A partir de là je me suis désintéressé de la conversation et je ne me suis réveillé que lorsque j’ai entendu quelqu’un dans un lieu désert – une voix sage, sans passion:
- Il n’est d’autre but dans la vie que le chemin. C’est le chemin qui domine toutes nos autres actions. Hors de lui, point de salut. Il nous faut être attentifs et ne pas perdre de vue le sentier qui nous conduit au vrai chemin. C’est seulement après que nous pouvons nous fondre en lui et trouver le véritable sens de la longue marche.

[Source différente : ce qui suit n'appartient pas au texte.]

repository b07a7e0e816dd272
//! Router-level middleware. Handlers stay free of transport concerns.
//!
//! `apply` is the single entry point used by `app::build_router`; the order of
//! layers is fixed here so tests and the binary see the same stack.
use axum::Router;

use crate::config::Config;

pub mod cors;
pub mod http;
pub mod security_headers;

// Innermost first: limits, CORS, response headers, then request id/trace.
// Each outer layer also sees responses generated by the inner ones.
pub fn apply(router: Router, config: &Config) -> Router {
    let router = http::apply_limits(router, config);
    let router = cors::apply(router, config);
    let router = security_headers::apply(router);
    http::apply_request_tracing(router)
}
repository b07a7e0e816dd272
//! `GET /api/health` liveness service.
//!
//! The binary in `main.rs` only starts the runtime; everything else lives here so
//! integration tests can drive the same router.

pub mod api;
pub mod app;
pub mod config;
pub mod error;
pub mod middleware;
pub mod services;
pub mod state;
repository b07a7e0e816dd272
/*
 * Responsibility
 * - Tracing / panic hook setup
 * - Config loading → state → Router assembly (middleware included)
 * - axum::serve() until SIGINT/SIGTERM
 */
use std::{panic, process};

use anyhow::Result;
use axum::{Router, http::Uri};
use tokio::signal;
use tracing_subscriber::{EnvFilter, layer::SubscriberExt, util::SubscriberInitExt};

use crate::{api, config::Config, error::AppError, middleware, state::AppState};

fn init_tracing() {
    // RUST_LOG wins when set, e.g. RUST_LOG=info,requirements_api=debug,tower_http=debug
    let filter = EnvFilter::try_from_default_env()
        .unwrap_or_else(|_| EnvFilter::new("info,tower_http=info"));

    tracing_subscriber::registry()
        .with(filter)
        .with(tracing_subscriber::fmt::layer())
        .init();
}

fn init_panic_hook(abort_on_panic: bool) {
    let default_hook = panic::take_hook();

    panic::set_hook(Box::new(move |info| {
        tracing::error!(%info, "panic");

        if abort_on_panic {
            process::abort();
        } else {
            default_hook(info);
        }
    }))
}

pub async fn run() -> Result<()> {
    init_tracing();
    let config = Config::from_env()?;
    init_panic_hook(!config.app_env.is_production());

    tracing::info!(
        env = ?config.app_env,
        addr = %config.addr,
        timeout_secs = config.request_timeout.as_secs(),
        "starting health API"
    );

    let app = build_router(AppState::new(), &config);

    let listener = tokio::net::TcpListener::bind(config.addr).await?;
    axum::serve(listener, app)
        .with_graceful_shutdown(shutdown_signal())
        .await?;

    tracing::info!("server shut down gracefully");
    Ok(())
}

/// Full application router: `/api` routes, 404 fallback, and every middleware layer.
pub fn build_router(state: AppState, config: &Config) -> Router {
    let router = Router::new()
        .nest("/api", api::routes())
        .fallback(not_found)
        .with_state(state);

    middleware::apply(router, config)
}

async fn not_found(uri: Uri) -> AppError {
    AppError::not_found(uri.path())
}

async fn shutdown_signal() {
    let ctrl_c = async {
        if let Err(err) = signal::ctrl_c().await {
            tracing::error!(error = %err, "failed to listen for SIGINT");
            std::future::pending::<()>().await;
        }
    };

    #[cfg(unix)]
    let terminate = async {
        match signal::unix::signal(signal::unix::SignalKind::terminate()) {
            Ok(mut sigterm) => {
                sigterm.recv().await;
            }
            Err(err) => {
                tracing::error!(error = %err, "failed to listen for SIGTERM");
                std::future::pending::<()>().await;
            }
        }
    };

    #[cfg(not(unix))]
    let terminate = std::future::pending::<()>();

    tokio::select! {
        () = ctrl_c => tracing::info!("received SIGINT, starting graceful shutdown"),
        () = terminate => tracing::info!("received SIGTERM, starting graceful shutdown"),
    }
}
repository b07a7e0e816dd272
/*
 * Responsibility
 * - Read process configuration from the environment (.env is optional)
 * - Validate values; a malformed value fails startup instead of silently defaulting
 */
use std::net::SocketAddr;
use std::time::Duration;

use thiserror::Error;

const DEFAULT_PORT: u16 = 8080;
const DEFAULT_REQUEST_TIMEOUT_SECONDS: u64 = 30;
const DEFAULT_REQUEST_BODY_LIMIT_BYTES: usize = 1024 * 1024;

#[derive(Debug, Clone, Copy, PartialEq, Eq)]
pub enum AppEnv {
    Development,
    Production,
}

impl AppEnv {
    pub fn parse(value: Option<&str>) -> Self {
        match value.unwrap_or("development").to_ascii_lowercase().as_str() {
            "production" | "prod" => Self::Production,
            _ => Self::Development,
        }
    }

    pub fn is_production(&self) -> bool {
        matches!(self, Self::Production)
    }
}

#[derive(Debug, Error, PartialEq, Eq)]
pub enum ConfigError {
    #[error("invalid configuration: {0}")]
    Invalid(&'static str),
}

#[derive(Debug, Clone)]
pub struct Config {
    pub addr: SocketAddr,
    pub app_env: AppEnv,
    pub cors_allowed_origins: Vec<String>,
    pub request_timeout: Duration,
    pub request_body_limit_bytes: usize,
}

impl Config {
    pub fn from_env() -> Result<Self, ConfigError> {
        dotenvy::dotenv().ok();
        Self::from_lookup(|key| std::env::var(key).ok())
    }

    /// Builds the config from an arbitrary key lookup.
    ///
    /// `from_env` passes the process environment; tests pass a map.
    pub fn from_lookup<F>(lookup: F) -> Result<Self, ConfigError>
    where
        F: Fn(&str) -> Option<String>,
    {
        let port = parse_or(&lookup, "PORT", DEFAULT_PORT)?;
        let addr = SocketAddr::from(([0, 0, 0, 0], port));

        let app_env = AppEnv::parse(lookup("APP_ENV").as_deref());

        let cors_allowed_origins = lookup("CORS_ALLOWED_ORIGINS")
            .unwrap_or_default()
            .split(',')
            .map(|s| s.trim().to_string())
            .filter(|s| !s.is_empty())
            .collect::<Vec<_>>();

        let timeout_secs: u64 = parse_or(
            &lookup,
            "REQUEST_TIMEOUT_SECONDS",
            DEFAULT_REQUEST_TIMEOUT_SECONDS,
        )?;
        if timeout_secs == 0 {
            return Err(ConfigError::Invalid("REQUEST_TIMEOUT_SECONDS"));
        }

        let request_body_limit_bytes = parse_or(
            &lookup,
            "REQUEST_BODY_LIMIT_BYTES",
            DEFAULT_REQUEST_BODY_LIMIT_BYTES,
        )?;

        Ok(Self {
            addr,
            app_env,
            cors_allowed_origins,
            request_timeout: Duration::from_secs(timeout_secs),
            request_body_limit_bytes,
        })
    }
}

impl Default for Config {
    fn default() -> Self {
        Self {
            addr: SocketAddr::from(([0, 0, 0, 0], DEFAULT_PORT)),
            app_env: AppEnv::Development,
            cors_allowed_origins: Vec::new(),
            request_timeout: Duration::from_secs(DEFAULT_REQUEST_TIMEOUT_SECONDS),
            request_body_limit_bytes: DEFAULT_REQUEST_BODY_LIMIT_BYTES,
        }
    }
}

// Absent → default, present but unparsable → Invalid.
fn parse_or<F, T>(lookup: &F, key: &'static str, default: T) -> Result<T, ConfigError>
where
    F: Fn(&str) -> Option<String>,
    T: std::str::FromStr,
{
    match lookup(key) {
        Some(raw) => raw.trim().parse().map_err(|_| ConfigError::Invalid(key)),
        None => Ok(default),
    }
}

#[cfg(test)]
mod tests {
    use super::*;
    use std::collections::HashMap;

    fn lookup_from(pairs: &[(&str, &str)]) -> impl Fn(&str) -> Option<String> {
        let map: HashMap<String, String> = pairs
            .iter()
            .map(|(k, v)| (k.to_string(), v.to_string()))
            .collect();
        move |key| map.get(key).cloned()
    }

    #[test]
    fn defaults_when_nothing_is_set() {
        let config = Config::from_lookup(lookup_from(&[])).unwrap();
        assert_eq!(config.addr, "0.0.0.0:8080".parse::<SocketAddr>().unwrap());
        assert_eq!(config.app_env, AppEnv::Development);
        assert!(config.cors_allowed_origins.is_empty());
        assert_eq!(config.request_timeout, Duration::from_secs(30));
        assert_eq!(config.request_body_limit_bytes, 1024 * 1024);
    }

    #[test]
    fn reads_port_and_limits() {
        let config = Config::from_lookup(lookup_from(&[
            ("PORT", "9000"),
            ("REQUEST_TIMEOUT_SECONDS", "5"),
            ("REQUEST_BODY_LIMIT_BYTES", "2048"),
        ]))
        .unwrap();
        assert_eq!(config.addr.port(), 9000);
        assert_eq!(config.request_timeout, Duration::from_secs(5));
        assert_eq!(config.request_body_limit_bytes, 2048);
    }

    #[test]
    fn rejects_malformed_port() {
        let err = Config::from_lookup(lookup_from(&[("PORT", "eighty")])).unwrap_err();
        assert_eq!(err, ConfigError::Invalid("PORT"));
    }

    #[test]
    fn rejects_zero_timeout() {
        let err =
            Config::from_lookup(lookup_from(&[("REQUEST_TIMEOUT_SECONDS", "0")])).unwrap_err();
        assert_eq!(err, ConfigError::Invalid("REQUEST_TIMEOUT_SECONDS"));
    }

    #[test]
    fn splits_cors_origins_and_drops_blanks() {
        let config = Config::from_lookup(lookup_from(&[(
            "CORS_ALLOWED_ORIGINS",
            " https://a.example , ,https://b.example,",
        )]))
        .unwrap();
        assert_eq!(
            config.cors_allowed_origins,
            vec!["https://a.example", "https://b.example"]
        );
    }

    #[test]
    fn app_env_parsing() {
        assert_eq!(AppEnv::parse(Some("PROD")), AppEnv::Production);
        assert_eq!(AppEnv::parse(Some("production")), AppEnv::Production);
        assert_eq!(AppEnv::parse(Some("staging")), AppEnv::Development);
        assert_eq!(AppEnv::parse(None), AppEnv::Development);
        assert!(AppEnv::Production.is_production());
    }
}
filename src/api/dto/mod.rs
pub mod health;
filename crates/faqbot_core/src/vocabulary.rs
use std::collections::{BTreeSet, HashMap};

use crate::model::KnowledgeEntry;

/// Sorted, de-duplicated keyword terms of a knowledge base.
///
/// The position of a term in [`Vocabulary::terms`] is its coordinate in every
/// [`TermVector`](crate::model::TermVector) built against this vocabulary.
#[derive(Debug, Clone, Default, PartialEq, Eq)]
pub struct Vocabulary {
    terms: Vec<String>,
    index: HashMap<String, usize>,
}

impl Vocabulary {
    pub fn build(entries: &[KnowledgeEntry]) -> Self {
        let unique: BTreeSet<&str> = entries
            .iter()
            .flat_map(|entry| entry.keywords.iter().map(String::as_str))
            .collect();

        Self::from_sorted(unique.into_iter().map(str::to_string).collect())
    }

    fn from_sorted(terms: Vec<String>) -> Self {
        let index = terms
            .iter()
            .enumerate()
            .map(|(i, term)| (term.clone(), i))
            .collect();
        Self { terms, index }
    }

    pub fn index_of(&self, term: &str) -> Option<usize> {
        self.index.get(term).copied()
    }

    pub fn terms(&self) -> &[String] {
        &self.terms
    }

    pub fn len(&self) -> usize {
        self.terms.len()
    }

    pub fn is_empty(&self) -> bool {
        self.terms.is_empty()
    }
}

#[cfg(test)]
mod tests {
    use super::*;

    fn entries() -> Vec<KnowledgeEntry> {
        vec![
            KnowledgeEntry::new("What are the fees?", "50000", ["fees", "admission"]),
            KnowledgeEntry::new("Hostel?", "Yes", ["hostel", "fees", "rooms"]),
            KnowledgeEntry::new("No keywords", "-", Vec::<String>::new()),
        ]
    }

    #[test]
    fn terms_are_sorted_and_distinct() {
        let vocab = Vocabulary::build(&entries());
        assert_eq!(vocab.terms(), ["admission", "fees", "hostel", "rooms"]);
        assert_eq!(vocab.len(), 4);
    }

    #[test]
    fn rebuild_is_deterministic() {
        let first = Vocabulary::build(&entries());
        let second = Vocabulary::build(&entries());
        assert_eq!(first.terms(), second.terms());
        assert_eq!(first, second);
    }

    #[test]
    fn index_matches_position() {
        let vocab = Vocabulary::build(&entries());
        for (i, term) in vocab.terms().iter().enumerate() {
            assert_eq!(vocab.index_of(term), Some(i));
        }
        assert_eq!(vocab.index_of("weather"), None);
    }

    #[test]
    fn empty_knowledge_base_yields_empty_vocabulary() {
        let vocab = Vocabulary::build(&[]);
        assert!(vocab.is_empty());
        assert_eq!(vocab.index_of("fees"), None);
    }
}
use std::io::{BufRead, Write};
use std::time::Duration;

use anyhow::{Context, Result};
use faqbot_core::ChatEngine;
use rand::Rng;
use tracing::debug;

use crate::output::format_meta;

/// Reads one question per line and writes the reply plus its metadata line.
/// Blank lines are skipped; `quit` or `exit` ends the session.
pub fn run_chat<I, W, R>(
    engine: &ChatEngine,
    input: I,
    out: &mut W,
    thinking_delay: Duration,
    rng: &mut R,
) -> Result<usize>
where
    I: BufRead,
    W: Write,
    R: Rng + ?Sized,
{
    let mut answered = 0;

    for line in input.lines() {
        let line = line.context("read chat input")?;
        let message = line.trim();
        if message.is_empty() {
            continue;
        }
        if matches!(message, "quit" | "exit") {
            break;
        }

        // Presentation-only pause before the reply appears.
        if !thinking_delay.is_zero() {
            std::thread::sleep(thinking_delay);
        }

        let result = engine.submit_query_with_rng(message, rng);
        debug!(outcome = ?result.outcome, confidence = result.confidence, "answered chat line");
        writeln!(out, "> {}", result.reply)?;
        writeln!(out, "  {}", format_meta(&result))?;
        out.flush()?;
        answered += 1;
    }

    Ok(answered)
}

#[cfg(test)]
mod tests {
    use super::*;
    use faqbot_core::{EngineSettings, KnowledgeEntry};
    use rand::rngs::StdRng;
    use rand::SeedableRng;
    use std::io::Cursor;

    fn engine() -> ChatEngine {
        ChatEngine::from_entries(
            vec![KnowledgeEntry::new(
                "What are the fees?",
                "Fees are 50000.",
                ["fees", "admission"],
            )],
            EngineSettings::default(),
        )
    }

    #[test]
    fn answers_each_non_blank_line_until_quit() {
        let input = Cursor::new("tell me about fees\n\n   \nwhat is the weather\nquit\nfees\n");
        let mut out = Vec::new();
        let mut rng = StdRng::seed_from_u64(3);

        let answered =
            run_chat(&engine(), input, &mut out, Duration::ZERO, &mut rng).expect("chat");
        let text = String::from_utf8(out).expect("utf8");
        let lines: Vec<&str> = text.lines().collect();

        assert_eq!(answered, 2);
        assert_eq!(lines.len(), 4);
        assert_eq!(lines[0], "> Fees are 50000.");
        assert_eq!(lines[1], "  Match: 70.7% | Q: What are the fees?...");
        assert!(lines[3].starts_with("  Match: 0.0% | Q: unclear"));
    }
}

- Il n’y a que le parfum des fleurs qui puisse se fondre dans le chemin, mais notre esprit… ai-je tenté d’objecter.
- Rappelez-vous l’œuvre de la vermoulure – assimiler le chemin en tant que connaissance du centre du monde, total et unique possible. Le détour n‘est ni direction ni mouvement – à peine manque de matière, absence d’imagination, si vous voulez. Il faut assimiler le chemin parcouru pour se débarrasser de lui et se situer dans un présent libéré du passé et des préoccupations de l’avenir.
- Vous avez déjà vu la vermoulure, personnellement? Je parie que celle contre laquelle j’ai collé mon oreille n’est pas en bois véritable. C’est un produit synthétique.
- Je reconnais que je n’en ai jamais vu, a -t-il répondu avec modestie et pondération. Mais je l’ai toujours imaginée clairement et mon expérience a confirmé de nombreuses fois cette vision: la vermoulure est le chemin parcouru, la vermoulure et le chemin sont une seule et même chose. Il ne serait jamais possible de trouver la vermoulure au milieu du chemin puisque ni ce qui bouge ne serait la vermoulure, ni le reste ne serait le bois.
- Vous parlez comme un sage. Mais cette idée commence à me ronger un peu trop vite. Elle ne me laisse pas suivre mon chemin.
Je me suis levé et je l’ai laissé avec un petit morceau de bois en plastique collé à l’oreille. Il l’écoutait avancer, deviner le chemin parfait: sans vermoulure, sans bois et sans mouvement. Ensuite (j’ai dû marcher au moins un quart d’heure), j’ai regardé en arrière et j’ai vu mon interlocuteur toujours immobile, à écouter – c’était une pierre énorme qui de loin ressemblait à une silhouette humaine assise. Le seul mystère, c’est de savoir comment j’ai été capable de voir de si près cette figure humaine. Le reste, qu’elle m’ait raconté la grande vérité au sujet du chemin, c’est le plus facile.

Dimíter Ánguelov, Nevoa com flor azul no meio, Colibri, 1999.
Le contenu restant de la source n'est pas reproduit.